Retype each line of the listing. Do not alter anything.

━━━ Information ━━━

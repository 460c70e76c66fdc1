//! XML formatting and lightweight DITA checks for the authoring editor.

use crate::constants::{DITA_NAMESPACE_URIS, DITA_ROOTS};
use crate::{xml, GatewayError, GatewayResult};
use serde::Serialize;
use xmltree::{EmitterConfig, Element, XMLNode};

/// Re-emits `body` indented, without insignificant whitespace.
///
/// # Errors
/// Returns [`GatewayError::Parse`] if `body` is not well-formed.
pub fn format_xml(body: &[u8]) -> GatewayResult<String> {
    let root = xml::parse(body)?;
    let mut out = Vec::new();
    root.write_with_config(
        &mut out,
        EmitterConfig::new()
            .perform_indent(true)
            .indent_string("  "),
    )
    .map_err(|e| GatewayError::Parse(e.to_string()))?;
    String::from_utf8(out).map_err(|e| GatewayError::Parse(e.to_string()))
}

/// Outcome of [`validate_dita`].
#[derive(Clone, Debug, Default, PartialEq, Eq, Serialize)]
pub struct DitaReport {
    pub ok: bool,
    pub errors: Vec<String>,
    pub warnings: Vec<String>,
    #[serde(skip_serializing_if = "Option::is_none")]
    pub root: Option<String>,
    #[serde(skip_serializing_if = "Option::is_none")]
    pub ns: Option<String>,
}

/// Checks that `body` is well-formed and looks like a DITA document.
///
/// Only well-formedness is an error. An unusual root element, an unknown namespace,
/// a root without `@id` and empty `@href` attributes are reported as warnings.
pub fn validate_dita(body: &[u8]) -> DitaReport {
    let root = match xml::parse(body) {
        Ok(root) => root,
        Err(e) => {
            return DitaReport {
                ok: false,
                errors: vec![e.to_string()],
                ..DitaReport::default()
            }
        }
    };

    let mut warnings = Vec::new();
    let ns = root.namespace.clone().unwrap_or_default();

    if !DITA_ROOTS.contains(&root.name.as_str()) {
        warnings.push(format!(
            "Root element '{}' is not a typical DITA root ({}).",
            root.name,
            DITA_ROOTS.join(", ")
        ));
    }

    if !ns.is_empty() && !DITA_NAMESPACE_URIS.contains(&ns.as_str()) {
        warnings.push(format!("Namespace '{ns}' is not a common DITA namespace."));
    }

    if root.attributes.get("id").map_or(true, |id| id.is_empty()) {
        warnings.push("Root element has no @id.".to_owned());
    }

    let empty_hrefs: usize = child_elements(&root).map(count_empty_hrefs).sum();
    for _ in 0..empty_hrefs {
        warnings.push("Empty @href attribute found.".to_owned());
    }

    DitaReport {
        ok: true,
        errors: Vec::new(),
        warnings,
        root: Some(root.name.clone()),
        ns: Some(ns),
    }
}

fn child_elements(element: &Element) -> impl Iterator<Item = &Element> {
    element.children.iter().filter_map(|node| match node {
        XMLNode::Element(e) => Some(e),
        _ => None,
    })
}

fn count_empty_hrefs(element: &Element) -> usize {
    let own = usize::from(
        element
            .attributes
            .get("href")
            .is_some_and(|href| href.trim().is_empty()),
    );
    own + child_elements(element).map(count_empty_hrefs).sum::<usize>()
}
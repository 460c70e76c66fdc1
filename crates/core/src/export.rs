//! Zip export of a repository subtree.
//!
//! The whole archive is assembled in memory, which suits authoring-sized folders and
//! nothing much larger.

use crate::client::{Depth, WebDavClient};
use crate::{paths, GatewayResult};
use std::io::{Cursor, Write};
use zip::write::SimpleFileOptions;
use zip::{CompressionMethod, ZipWriter};

/// Builds a deflate-compressed zip of every file below `root`.
///
/// Files are fetched one after another over a single session. A file that cannot be
/// fetched is left out of the archive rather than failing the export. Entry names are
/// relative to `root`.
///
/// # Errors
/// Fails if the recursive listing fails or the archive cannot be written.
pub async fn export_zip(client: &WebDavClient, root: &str) -> GatewayResult<Vec<u8>> {
    let session = client.session()?;
    let files: Vec<String> = session
        .list(root, Depth::Infinity)
        .await?
        .into_iter()
        .filter(|entry| !entry.is_dir)
        .map(|entry| entry.path)
        .collect();

    let options = SimpleFileOptions::default().compression_method(CompressionMethod::Deflated);
    let mut writer = ZipWriter::new(Cursor::new(Vec::new()));
    let mut archived = 0usize;

    for path in &files {
        let content = match session.fetch(path).await {
            Ok(content) => content,
            Err(e) => {
                tracing::warn!("skipping {} in export of {:?}: {}", path, root, e);
                continue;
            }
        };

        writer.start_file(paths::relative_to(root, path), options)?;
        writer.write_all(&content.bytes)?;
        archived += 1;
    }

    let archive = writer.finish()?.into_inner();
    tracing::info!(
        "exported {:?}: {} of {} files, {} bytes",
        root,
        archived,
        files.len(),
        archive.len()
    );
    Ok(archive)
}

/// Attachment name for an export of `root`: its last segment or `export`, plus `.zip`.
pub fn archive_name(root: &str) -> String {
    format!("{}.zip", paths::file_name(root).unwrap_or("export"))
}
use crate::models::HealthRes;

/// Simple health service shared by every API surface.
///
/// The gateway is stateless, so being able to answer at all means it is healthy. The
/// upstream repository is deliberately not probed.
#[derive(Clone)]
pub struct HealthService;

impl HealthService {
    pub fn new() -> Self {
        Self
    }

    /// Static method to check health without creating an instance.
    pub fn check_health() -> HealthRes {
        HealthRes {
            ok: true,
            message: "Gateway is alive".into(),
        }
    }
}

impl Default for HealthService {
    fn default() -> Self {
        Self::new()
    }
}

━━━

* **Task solution**
repository 460c70e76c66fdc1
//! XML formatting and lightweight DITA checks for the authoring editor.

use crate::constants::{DITA_NAMESPACE_URIS, DITA_ROOTS};
use crate::{xml, GatewayError, GatewayResult};
use serde::Serialize;
use xmltree::{EmitterConfig, Element, XMLNode};

/// Re-emits `body` indented, without insignificant whitespace.
///
/// # Errors
/// Returns [`GatewayError::Parse`] if `body` is not well-formed.
pub fn format_xml(body: &[u8]) -> GatewayResult<String> {
    let root = xml::parse(body)?;
    let mut out = Vec::new();
    root.write_with_config(
        &mut out,
        EmitterConfig::new()
            .perform_indent(true)
            .indent_string("  "),
    )
    .map_err(|e| GatewayError::Parse(e.to_string()))?;
    String::from_utf8(out).map_err(|e| GatewayError::Parse(e.to_string()))
}

/// Outcome of [`validate_dita`].
#[derive(Clone, Debug, Default, PartialEq, Eq, Serialize)]
pub struct DitaReport {
    pub ok: bool,
    pub errors: Vec<String>,
    pub warnings: Vec<String>,
    #[serde(skip_serializing_if = "Option::is_none")]
    pub root: Option<String>,
    #[serde(skip_serializing_if = "Option::is_none")]
    pub ns: Option<String>,
}

/// Checks that `body` is well-formed and looks like a DITA document.
///
/// Only well-formedness is an error. An unusual root element, an unknown namespace,
/// a root without `@id` and empty `@href` attributes are reported as warnings.
pub fn validate_dita(body: &[u8]) -> DitaReport {
    let root = match xml::parse(body) {
        Ok(root) => root,
        Err(e) => {
            return DitaReport {
                ok: false,
                errors: vec![e.to_string()],
                ..DitaReport::default()
            }
        }
    };

    let mut warnings = Vec::new();
    let ns = root.namespace.clone().unwrap_or_default();

    if !DITA_ROOTS.contains(&root.name.as_str()) {
        warnings.push(format!(
            "Root element '{}' is not a typical DITA root ({}).",
            root.name,
            DITA_ROOTS.join(", ")
        ));
    }

    if !ns.is_empty() && !DITA_NAMESPACE_URIS.contains(&ns.as_str()) {
        warnings.push(format!("Namespace '{ns}' is not a common DITA namespace."));
    }

    if root.attributes.get("id").map_or(true, |id| id.is_empty()) {
        warnings.push("Root element has no @id.".to_owned());
    }

    let empty_hrefs: usize = child_elements(&root).map(count_empty_hrefs).sum();
    for _ in 0..empty_hrefs {
        warnings.push("Empty @href attribute found.".to_owned());
    }

    DitaReport {
        ok: true,
        errors: Vec::new(),
        warnings,
        root: Some(root.name.clone()),
        ns: Some(ns),
    }
}

fn child_elements(element: &Element) -> impl Iterator<Item = &Element> {
    element.children.iter().filter_map(|node| match node {
        XMLNode::Element(e) => Some(e),
        _ => None,
    })
}

fn count_empty_hrefs(element: &Element) -> usize {
    let own = usize::from(
        element
            .attributes
            .get("href")
            .is_some_and(|href| href.trim().is_empty()),
    );
    own + child_elements(element).map(count_empty_hrefs).sum::<usize>()
}
repository 460c70e76c66fdc1
filename crates/core/src/export.rs
//! Zip export of a repository subtree.
//!
//! The whole archive is assembled in memory, which suits authoring-sized folders and
//! nothing much larger.

use crate::client::{Depth, WebDavClient};
use crate::{paths, GatewayResult};
use std::io::{Cursor, Write};
use zip::write::SimpleFileOptions;
use zip::{CompressionMethod, ZipWriter};

/// Builds a deflate-compressed zip of every file below `root`.
///
/// Files are fetched one after another over a single session. A file that cannot be
/// fetched is left out of the archive rather than failing the export. Entry names are
/// relative to `root`.
///
/// # Errors
/// Fails if the recursive listing fails or the archive cannot be written.
pub async fn export_zip(client: &WebDavClient, root: &str) -> GatewayResult<Vec<u8>> {
    let session = client.session()?;
    let files: Vec<String> = session
        .list(root, Depth::Infinity)
        .await?
        .into_iter()
        .filter(|entry| !entry.is_dir)
        .map(|entry| entry.path)
        .collect();

    let options = SimpleFileOptions::default().compression_method(CompressionMethod::Deflated);
    let mut writer = ZipWriter::new(Cursor::new(Vec::new()));
    let mut archived = 0usize;

    for path in &files {
        let content = match session.fetch(path).await {
            Ok(content) => content,
            Err(e) => {
                tracing::warn!("skipping {} in export of {:?}: {}", path, root, e);
                continue;
            }
        };

        writer.start_file(paths::relative_to(root, path), options)?;
        writer.write_all(&content.bytes)?;
        archived += 1;
    }

    let archive = writer.finish()?.into_inner();
    tracing::info!(
        "exported {:?}: {} of {} files, {} bytes",
        root,
        archived,
        files.len(),
        archive.len()
    );
    Ok(archive)
}

/// Attachment name for an export of `root`: its last segment or `export`, plus `.zip`.
pub fn archive_name(root: &str) -> String {
    format!("{}.zip", paths::file_name(root).unwrap_or("export"))
}
use crate::models::HealthRes;

/// Simple health service shared by every API surface.
///
/// The gateway is stateless, so being able to answer at all means it is healthy. The
/// upstream repository is deliberately not probed.
#[derive(Clone)]
pub struct HealthService;

impl HealthService {
    pub fn new() -> Self {
        Self
    }

    /// Static method to check health without creating an instance.
    pub fn check_health() -> HealthRes {
        HealthRes {
            ok: true,
            message: "Gateway is alive".into(),
        }
    }
}

impl Default for HealthService {
    fn default() -> Self {
        Self::new()
    }
}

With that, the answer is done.